Without delving wholeheartedly into post modernity I'll leave it there. So, is it truth that the sky is blue or not? My honest answer is that truth does not matter. Uncertainty is like gravity, it's everywhere in the universe. Furthermore what we consider 'truth' changes depending on our level of understanding. If we didn't detect electromagnetic radiation on a very narrow range of spectra then the question would be meaningless. However I shudder to think of the effect purely scientific nomenclature would have on art, literature and entertainment...(imagine a thought bubble.

Roses reflect light near 700nm
violets reflect light near 400nm...

Ghastly isn't it. So, I propose that we abandon the whole notion of truth and trade it in, as we did for newtonian physics with general relativity and quantum mechanics and instead we concern ourselves with pure information.

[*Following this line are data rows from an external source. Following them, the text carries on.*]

//! Publish Scheduler
//!
//! Derives a node's temporal state from its publish window and applies the
//! one-shot publish/hide requests at save time. Nothing here is persisted
//! as a separate flag: state is recomputed on every read.
//!
//! All comparisons are inclusive. At the exact instant `published_at == now`
//! a node is both published and pending.

use crate::models::{Node, NodeQuery, PublishRequest};
use crate::services::Clock;
use chrono::{DateTime, Months, Utc};
use std::sync::Arc;

/// Default open-ended expiry applied by publish and hide requests
pub const DEFAULT_PUBLISH_HORIZON_YEARS: u32 = 10;

/// `published_at` set, reached, and `published_to` unset or not yet passed
pub fn is_published(node: &Node, now: DateTime<Utc>) -> bool {
    node.published_at.is_some_and(|at| at <= now) && node.published_to.map_or(true, |to| to >= now)
}

/// `published_at` unset or not yet passed
pub fn is_pending(node: &Node, now: DateTime<Utc>) -> bool {
    node.published_at.map_or(true, |at| at >= now)
}

/// `published_to` set and reached
pub fn is_expired(node: &Node, now: DateTime<Utc>) -> bool {
    node.published_to.is_some_and(|to| to <= now)
}

/// The three predicates evaluated against one instant
#[derive(Debug, Clone, Copy, PartialEq, Eq)]
pub struct PublishStatus {
    pub published: bool,
    pub pending: bool,
    pub expired: bool,
}

impl PublishStatus {
    pub fn at(node: &Node, now: DateTime<Utc>) -> Self {
        Self {
            published: is_published(node, now),
            pending: is_pending(node, now),
            expired: is_expired(node, now),
        }
    }
}

/// Publish-state evaluation bound to a clock and expiry horizon
#[derive(Debug, Clone)]
pub struct PublishScheduler {
    clock: Arc<dyn Clock>,
    horizon_years: u32,
}

impl PublishScheduler {
    pub fn new(clock: Arc<dyn Clock>, horizon_years: u32) -> Self {
        Self {
            clock,
            horizon_years,
        }
    }

    pub fn now(&self) -> DateTime<Utc> {
        self.clock.now()
    }

    pub fn horizon_years(&self) -> u32 {
        self.horizon_years
    }

    pub fn status(&self, node: &Node) -> PublishStatus {
        PublishStatus::at(node, self.now())
    }

    pub fn is_published(&self, node: &Node) -> bool {
        is_published(node, self.now())
    }

    pub fn is_pending(&self, node: &Node) -> bool {
        is_pending(node, self.now())
    }

    pub fn is_expired(&self, node: &Node) -> bool {
        is_expired(node, self.now())
    }

    /// `now` plus the configured horizon in calendar years
    pub fn horizon_from(&self, now: DateTime<Utc>) -> DateTime<Utc> {
        now.checked_add_months(Months::new(self.horizon_years.saturating_mul(12)))
            .unwrap_or(DateTime::<Utc>::MAX_UTC)
    }

    /// Apply a publish/hide request to the window before persistence.
    ///
    /// Publish fills whichever bound is unset and never overwrites an
    /// existing schedule. Hide runs after publish and wins: it clears
    /// `published_at` and pushes `published_to` to the horizon.
    pub fn apply_request(&self, node: &mut Node, request: PublishRequest, now: DateTime<Utc>) {
        if request.publish {
            if node.published_at.is_none() {
                node.published_at = Some(now);
            }
            if node.published_to.is_none() {
                node.published_to = Some(self.horizon_from(now));
            }
        }
        if request.hide {
            node.published_at = None;
            node.published_to = Some(self.horizon_from(now));
        }
        if !request.is_empty() {
            tracing::debug!(
                "Applied publish request {:?} to node {}: window {:?}..{:?}",
                request,
                node.id,
                node.published_at,
                node.published_to
            );
        }
    }

    /// Store filter selecting nodes published at `now`.
    ///
    /// Matches `is_published`: a missing `published_to` is open-ended.
    pub fn published_query(&self, now: DateTime<Utc>) -> NodeQuery {
        NodeQuery::new()
            .published_at_lte(now)
            .published_to_gte(now)
    }
}
//! Template System
//!
//! Every node names a template (its node type). A template declares:
//!
//! - which templates are allowed as its children
//! - whether it may be used at the root of the tree
//! - how many slots of each slot group it offers
//!
//! Slot groups are declared once for the whole process, each with the list
//! of component types it accepts. `TemplateRegistry` indexes both and is
//! the only way the rest of the crate looks them up.

mod registry;
mod schema;

pub use registry::{RegistryError, TemplateRegistry, TemplateRegistryBuilder};
pub use schema::{RegistryConfig, SlotGroup, TemplateSchema};
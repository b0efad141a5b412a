//! Startup Configuration
//!
//! `CoreConfig` is read once at process start, JSON encoded:
//!
//! ```json
//! {
//!   "publishHorizonYears": 10,
//!   "registry": {
//!     "slotGroups": [{ "name": "main", "allowedComponents": ["content"] }],
//!     "templates": [{ "name": "page", "rootTemplate": true, "subTemplates": ["page"] }]
//!   }
//! }
//! ```
//!
//! `FOLIO_PUBLISH_HORIZON_YEARS` overrides the horizon from the environment.

use crate::services::DEFAULT_PUBLISH_HORIZON_YEARS;
use crate::templates::{RegistryConfig, RegistryError, TemplateRegistry};
use serde::{Deserialize, Serialize};
use std::path::Path;
use thiserror::Error;

pub const PUBLISH_HORIZON_ENV: &str = "FOLIO_PUBLISH_HORIZON_YEARS";

#[derive(Error, Debug)]
pub enum ConfigError {
    #[error("Failed to read config {path}: {source}")]
    Io {
        path: String,
        #[source]
        source: std::io::Error,
    },

    #[error("Failed to parse config: {0}")]
    Parse(#[from] serde_json::Error),

    #[error("Invalid value for {name}: '{value}'")]
    InvalidEnv { name: String, value: String },

    #[error(transparent)]
    Registry(#[from] RegistryError),
}

fn default_publish_horizon_years() -> u32 {
    DEFAULT_PUBLISH_HORIZON_YEARS
}

#[derive(Debug, Clone, PartialEq, Eq, Serialize, Deserialize)]
#[serde(rename_all = "camelCase")]
pub struct CoreConfig {
    /// Expiry applied by publish and hide requests, in years from "now"
    #[serde(default = "default_publish_horizon_years")]
    pub publish_horizon_years: u32,

    #[serde(default)]
    pub registry: RegistryConfig,
}

impl Default for CoreConfig {
    fn default() -> Self {
        Self {
            publish_horizon_years: DEFAULT_PUBLISH_HORIZON_YEARS,
            registry: RegistryConfig::default(),
        }
    }
}

impl CoreConfig {
    pub fn from_json_str(json: &str) -> Result<Self, ConfigError> {
        Ok(serde_json::from_str(json)?)
    }

    /// Read a config file; a missing file yields the defaults
    pub async fn load(path: impl AsRef<Path>) -> Result<Self, ConfigError> {
        let path = path.as_ref();
        if !path.exists() {
            tracing::info!("No config at {}, using defaults", path.display());
            return Ok(Self::default());
        }
        let contents = tokio::fs::read_to_string(path)
            .await
            .map_err(|source| ConfigError::Io {
                path: path.display().to_string(),
                source,
            })?;
        Self::from_json_str(&contents)
    }

    /// Apply environment overrides on top of file values
    pub fn apply_env_overrides(mut self) -> Result<Self, ConfigError> {
        if let Ok(value) = std::env::var(PUBLISH_HORIZON_ENV) {
            self.publish_horizon_years =
                value.trim().parse().map_err(|_| ConfigError::InvalidEnv {
                    name: PUBLISH_HORIZON_ENV.to_string(),
                    value: value.clone(),
                })?;
        }
        Ok(self)
    }

    /// Validate and index the declared templates
    pub fn build_registry(&self) -> Result<TemplateRegistry, ConfigError> {
        Ok(TemplateRegistry::from_config(self.registry.clone())?)
    }
}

Surely there are cons but consider the pros. Nay consider the sympathetic friend phenomenon.

Even if your best friend and you analyze to death the reasons why your girlfriend booted you that will not bring her back. Similarly whatever logical rube goldberg devices you can mentally construct to fit your world view it will not change the parts of the universe not influenced by human opinion. For the record that includes space, time and all inanimate matter dark or otherwise.

So there it is.

Anywho that's my post for the day. I apologize if it degenerated into incoherence sooner than usual but I've had a lot on my mind lately.

Tuesday, February 5, 2008

Epoch fail...

I know I know, the title's a direct ripoff from a recent xkcd but its been stuck in my head for so long I can't shed the mental picture.

Today's early Tuesday morning rant is brought to you by the letters YMC and A as in All-the-motherfucking-old-people-in-the-world-doing-motherfucking-water-aerobics.

They displease me.

Argyle Ninja is not amused. Niether is Floral Ninja.

Hell I might as well add them all.

One of the many reasons I hate they inevitably grey-haired and flabby gatherings is the fact that they all look the same. And guess what, even the instructor isn't shapely enough to justify the experience. We've been members of the Y now for more than half a year and there's a trio of ladies who look exactly the same now as they did the first time i saw them over the summer.

I'm dangerously close to throwing out some Larry Niven slang and adding TANJ to my already burgeoning vernacular of old college inside jokes, family guy references, south parkisms and wistful dialog from my long and dirty history with fiction writing. Ting a ling!

I'm struggling with an unusual moral dilemma as it pertains to the elderly people of the world and my own inexorable trip into the future. Fifty years seems such a short time on paper or when considering history but in that span of time I will have trebled in age and shriveled in height. But with the advances in modern medicine and genetics one wonders if we could perhaps be among the first to cheat death with a little help from our PPO plan?

If so could we forestall the inevitable decline of body as well as mind? If it were possible to freeze one's level of health at forty years or so then living past 100 would become a viable prospect and not just counterproductive for society.

That would change so much of everything. Perhaps most importantly if we had dramatically increased lifespans then we could make Frank Herbert proud and actually start long term planning. It would probably still be limited to some fraction of human life but any increase could prove useful...then again it could lead to stagnation of the human spirit. Oh well, we'd have plenty of time to get over it.